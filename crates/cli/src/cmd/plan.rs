//! Implementation of the `litepack plan` command.
//!
//! Shows everything a build would do for the resolved platform without
//! fetching or running anything.

use std::collections::BTreeMap;

use anyhow::Result;
use owo_colors::{OwoColorize, Stream};
use serde::Serialize;

use litepack_lib::options::{derive_options, ndk_bazelrc_lines, targets};
use litepack_lib::platform::Platform;
use litepack_lib::provision::Resource;

use super::RecipeArgs;
use crate::output::{OutputFormat, print_json, print_stat, symbols};

#[derive(Debug, Serialize)]
struct BuildPlan {
  platform: Platform,
  gpu: bool,
  ndk: Option<String>,
  resources: Vec<Resource>,
  env: BTreeMap<String, String>,
  flags: Vec<String>,
  targets: Vec<&'static str>,
  bazelrc: Vec<String>,
  command: String,
}

pub fn cmd_plan(args: &RecipeArgs, format: OutputFormat) -> Result<()> {
  let recipe = args.recipe()?;
  let ctx = recipe.build_context();

  let options = derive_options(
    &recipe.platform,
    &recipe.features,
    &ctx.toolchain,
    &ctx.python,
    &ctx.sycl_dir,
  );
  let command = options.build_invocation(&ctx.bazel, &recipe.features);
  let resources = recipe.resources()?;

  let plan = BuildPlan {
    platform: recipe.platform,
    gpu: recipe.features.gpu,
    ndk: ctx.toolchain.ndk_root().map(|p| p.display().to_string()),
    resources,
    env: options.env.clone(),
    flags: options
      .mode_flags
      .iter()
      .chain(options.extra_flags.iter())
      .cloned()
      .collect(),
    targets: targets(&recipe.features),
    bazelrc: ndk_bazelrc_lines(&ctx.toolchain),
    command: command.to_string(),
  };

  if format.is_json() {
    return print_json(&plan);
  }

  println!("Plan for {}", plan.platform);
  print_stat("Work dir", &recipe.config.work_dir.display().to_string());
  print_stat("NDK", plan.ndk.as_deref().unwrap_or("none"));
  println!();
  println!("Sources:");
  for resource in &plan.resources {
    println!(
      "  {} {} {}",
      symbols::ARROW,
      resource.local.display(),
      resource.url.if_supports_color(Stream::Stdout, |s| s.dimmed())
    );
  }
  println!();
  println!("Configure environment:");
  for (key, value) in &plan.env {
    println!("  {}={}", key, value);
  }
  if !plan.bazelrc.is_empty() {
    println!();
    println!("Appended to bazelrc:");
    for line in &plan.bazelrc {
      println!("  {}", line);
    }
  }
  println!();
  println!("Build:");
  println!("  {}", plan.command);
  Ok(())
}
###
Problem description:
Word for word, give the material above a second time.

Task response:
filename crates/cli/src/cmd/plan.rs
//! Implementation of the `litepack plan` command.
//!
//! Shows everything a build would do for the resolved platform without
//! fetching or running anything.

use std::collections::BTreeMap;

use anyhow::Result;
use owo_colors::{OwoColorize, Stream};
use serde::Serialize;

use litepack_lib::options::{derive_options, ndk_bazelrc_lines, targets};
use litepack_lib::platform::Platform;
use litepack_lib::provision::Resource;

use super::RecipeArgs;
use crate::output::{OutputFormat, print_json, print_stat, symbols};

#[derive(Debug, Serialize)]
struct BuildPlan {
  platform: Platform,
  gpu: bool,
  ndk: Option<String>,
  resources: Vec<Resource>,
  env: BTreeMap<String, String>,
  flags: Vec<String>,
  targets: Vec<&'static str>,
  bazelrc: Vec<String>,
  command: String,
}

pub fn cmd_plan(args: &RecipeArgs, format: OutputFormat) -> Result<()> {
  let recipe = args.recipe()?;
  let ctx = recipe.build_context();

  let options = derive_options(
    &recipe.platform,
    &recipe.features,
    &ctx.toolchain,
    &ctx.python,
    &ctx.sycl_dir,
  );
  let command = options.build_invocation(&ctx.bazel, &recipe.features);
  let resources = recipe.resources()?;

  let plan = BuildPlan {
    platform: recipe.platform,
    gpu: recipe.features.gpu,
    ndk: ctx.toolchain.ndk_root().map(|p| p.display().to_string()),
    resources,
    env: options.env.clone(),
    flags: options
      .mode_flags
      .iter()
      .chain(options.extra_flags.iter())
      .cloned()
      .collect(),
    targets: targets(&recipe.features),
    bazelrc: ndk_bazelrc_lines(&ctx.toolchain),
    command: command.to_string(),
  };

  if format.is_json() {
    return print_json(&plan);
  }

  println!("Plan for {}", plan.platform);
  print_stat("Work dir", &recipe.config.work_dir.display().to_string());
  print_stat("NDK", plan.ndk.as_deref().unwrap_or("none"));
  println!();
  println!("Sources:");
  for resource in &plan.resources {
    println!(
      "  {} {} {}",
      symbols::ARROW,
      resource.local.display(),
      resource.url.if_supports_color(Stream::Stdout, |s| s.dimmed())
    );
  }
  println!();
  println!("Configure environment:");
  for (key, value) in &plan.env {
    println!("  {}={}", key, value);
  }
  if !plan.bazelrc.is_empty() {
    println!();
    println!("Appended to bazelrc:");
    for line in &plan.bazelrc {
      println!("  {}", line);
    }
  }
  println!();
  println!("Build:");
  println!("  {}", plan.command);
  Ok(())
}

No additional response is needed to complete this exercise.